The combustibility of timber presents challenges for its use in these structural applications and requires greater understanding of the effects of exposed timber on fire behaviour. Fire safety concerns are a major contributor to regulatory limitations upon the use of timber and other combustible building products. Despite the current uncertainties, the increased attention on timber use represents an opportunity to expand the existing fundamental fire science to ensure that future structures can be designed to be sustainable and safe.
Several decades of research has been conducted regarding the fire behaviour and flammability parameters of natural timber. However, efforts to understand the burning behaviour and fire performance of engineered timber products began relatively recently. As a result, several important knowledge gaps remain and there is a lack of consensus regarding the fire performance of buildings constructed from engineered timber products.
This is particularly true where timber structural elements and/or exposed timber elements are included within a buildings design, and for tall timber buildings in which evacuation requirements are intensified.
The combustible nature of timber presents challenges to guidance cited by existing building regulations and their suggested routes to compliance – which are built upon the assumption that the building’s structure does not contribute to the fire.

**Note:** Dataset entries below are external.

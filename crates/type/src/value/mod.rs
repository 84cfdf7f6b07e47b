// SPDX-License-Identifier: MIT
// Copyright (c) 2025 ReifyDB

use std::fmt::{Display, Formatter};

use serde::{Deserialize, Serialize};

pub mod is;
mod r#type;

pub use r#type::{GetType, Type};

/// A single scalar, owned. `Undefined` is the null of every type.
#[derive(Clone, Debug, PartialEq, Serialize, Deserialize)]
pub enum Value {
	/// Value is not defined (think null in common programming languages)
	Undefined,
	/// A boolean: true or false.
	Boolean(bool),
	/// A 4-byte floating point
	Float4(f32),
	/// An 8-byte floating point
	Float8(f64),
	/// A 1-byte signed integer
	Int1(i8),
	/// A 2-byte signed integer
	Int2(i16),
	/// A 4-byte signed integer
	Int4(i32),
	/// An 8-byte signed integer
	Int8(i64),
	/// A 16-byte signed integer
	Int16(i128),
	/// A UTF-8 encoded text
	Utf8(String),
	/// A 1-byte unsigned integer
	Uint1(u8),
	/// A 2-byte unsigned integer
	Uint2(u16),
	/// A 4-byte unsigned integer
	Uint4(u32),
	/// A 8-byte unsigned integer
	Uint8(u64),
	/// A 16-byte unsigned integer
	Uint16(u128),
}

impl Value {
	pub fn get_type(&self) -> Type {
		match self {
			Value::Undefined => Type::Undefined,
			Value::Boolean(_) => Type::Boolean,
			Value::Float4(_) => Type::Float4,
			Value::Float8(_) => Type::Float8,
			Value::Int1(_) => Type::Int1,
			Value::Int2(_) => Type::Int2,
			Value::Int4(_) => Type::Int4,
			Value::Int8(_) => Type::Int8,
			Value::Int16(_) => Type::Int16,
			Value::Utf8(_) => Type::Utf8,
			Value::Uint1(_) => Type::Uint1,
			Value::Uint2(_) => Type::Uint2,
			Value::Uint4(_) => Type::Uint4,
			Value::Uint8(_) => Type::Uint8,
			Value::Uint16(_) => Type::Uint16,
		}
	}

	pub fn is_undefined(&self) -> bool {
		matches!(self, Value::Undefined)
	}
}

impl Display for Value {
	fn fmt(&self, f: &mut Formatter<'_>) -> std::fmt::Result {
		match self {
			Value::Undefined => f.write_str("undefined"),
			Value::Boolean(v) => Display::fmt(v, f),
			Value::Float4(v) => Display::fmt(v, f),
			Value::Float8(v) => Display::fmt(v, f),
			Value::Int1(v) => Display::fmt(v, f),
			Value::Int2(v) => Display::fmt(v, f),
			Value::Int4(v) => Display::fmt(v, f),
			Value::Int8(v) => Display::fmt(v, f),
			Value::Int16(v) => Display::fmt(v, f),
			Value::Utf8(v) => Display::fmt(v, f),
			Value::Uint1(v) => Display::fmt(v, f),
			Value::Uint2(v) => Display::fmt(v, f),
			Value::Uint4(v) => Display::fmt(v, f),
			Value::Uint8(v) => Display::fmt(v, f),
			Value::Uint16(v) => Display::fmt(v, f),
		}
	}
}

#[cfg(test)]
mod tests {
	use super::*;

	#[test]
	fn test_get_type() {
		assert_eq!(Value::Undefined.get_type(), Type::Undefined);
		assert_eq!(Value::Float8(1.5).get_type(), Type::Float8);
		assert_eq!(Value::Utf8("a".to_string()).get_type(), Type::Utf8);
		assert_eq!(Value::Uint16(1).get_type(), Type::Uint16);
	}

	#[test]
	fn test_display() {
		assert_eq!(Value::Undefined.to_string(), "undefined");
		assert_eq!(Value::Int4(-3).to_string(), "-3");
		assert_eq!(Value::Float8(2.5).to_string(), "2.5");
	}
}
// SPDX-License-Identifier: AGPL-3.0-or-later
// Copyright (c) 2025 ReifyDB

use crate::BitVec;

/// Owned strings plus their validity mask. Null slots hold an empty string.
#[derive(Clone, Debug, PartialEq)]
pub struct Utf8Container {
	data: Vec<String>,
	bitvec: BitVec,
}

impl Utf8Container {
	pub fn new(data: Vec<String>, bitvec: BitVec) -> Self {
		debug_assert_eq!(data.len(), bitvec.len());
		Self {
			data,
			bitvec,
		}
	}

	pub fn with_capacity(capacity: usize) -> Self {
		Self {
			data: Vec::with_capacity(capacity),
			bitvec: BitVec::with_capacity(capacity),
		}
	}

	pub fn from_vec(data: Vec<String>) -> Self {
		let len = data.len();
		Self {
			data,
			bitvec: BitVec::repeat(len, true),
		}
	}

	pub fn len(&self) -> usize {
		self.data.len()
	}

	pub fn is_empty(&self) -> bool {
		self.data.is_empty()
	}

	pub fn push(&mut self, value: String) {
		self.data.push(value);
		self.bitvec.push(true);
	}

	pub fn push_undefined(&mut self) {
		self.data.push(String::new());
		self.bitvec.push(false);
	}

	pub fn get(&self, index: usize) -> Option<&str> {
		if index < self.len() && self.bitvec.get(index) {
			Some(self.data[index].as_str())
		} else {
			None
		}
	}

	pub fn is_defined(&self, idx: usize) -> bool {
		idx < self.len() && self.bitvec.get(idx)
	}

	pub fn data(&self) -> &[String] {
		&self.data
	}

	pub fn bitvec(&self) -> &BitVec {
		&self.bitvec
	}

	pub fn extend(&mut self, other: &Self) {
		self.data.extend_from_slice(&other.data);
		self.bitvec.extend(&other.bitvec);
	}

	pub fn slice(&self, offset: usize, len: usize) -> Self {
		Self {
			data: self.data[offset..offset + len].to_vec(),
			bitvec: self.bitvec.slice(offset, len),
		}
	}
}
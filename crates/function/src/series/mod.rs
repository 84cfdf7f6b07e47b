// SPDX-License-Identifier: AGPL-3.0-or-later
// Copyright (c) 2025 ReifyDB

//! Order-dependent functions that scan a whole column front to back.

mod discounted_cum_sum;

pub use discounted_cum_sum::{DiscountedCumSum, DiscountedCumSumKwargs, discounted_cum_sum};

The full report summarises these continuing knowledge gaps and discusses the implications for timber modular construction (of various heights) with a particular focus on the challenges and issues raised within the existing regulatory framework.
Conclusion
The current demand for timber based construction looks set to continue, with greater use in tall timber buildings and modular construction likely. Fire safety concerns will continue to exert an influence on the regulatory environment and pose challenges for more complex building projects. Approaches to these constraints will vary, with many practitioners content to satisfy the existing building regulations through standard approaches outlined in supporting technical guidance, despite the very different context in which these approaches were developed.
The inclusion of combustible structural elements and/or exposed combustible compartment boundaries challenges our existing concepts of fire resistance developed for non- combustible elements. This framework explicitly incorporates the notion of a ‘design for burnout’ which, for non-combustible elements, ensures required functionality remains until the fuel load within a building has ceased burning. Where combustible elements are used, such as engineered wood products, these elements can themselves (unless adequately protected e.g. via encapsulation) contribute to the fuel load, and hence designing for burnout becomes meaningless unless auto-extinction occurs.
By acknowledging the limitations, for combustible timber elements, of a fire resistance framework based upon ‘survival until burnout’, existing and ongoing research efforts can be harnessed to define a design philosophy which from its conception considers the inclusion of combustible elements.
Limitations of the current system are well-documented, and a number of clear research needs are apparent, in order to allow the adequate design of encapsulation systems or compartment layouts that promote auto-extinction and burnout.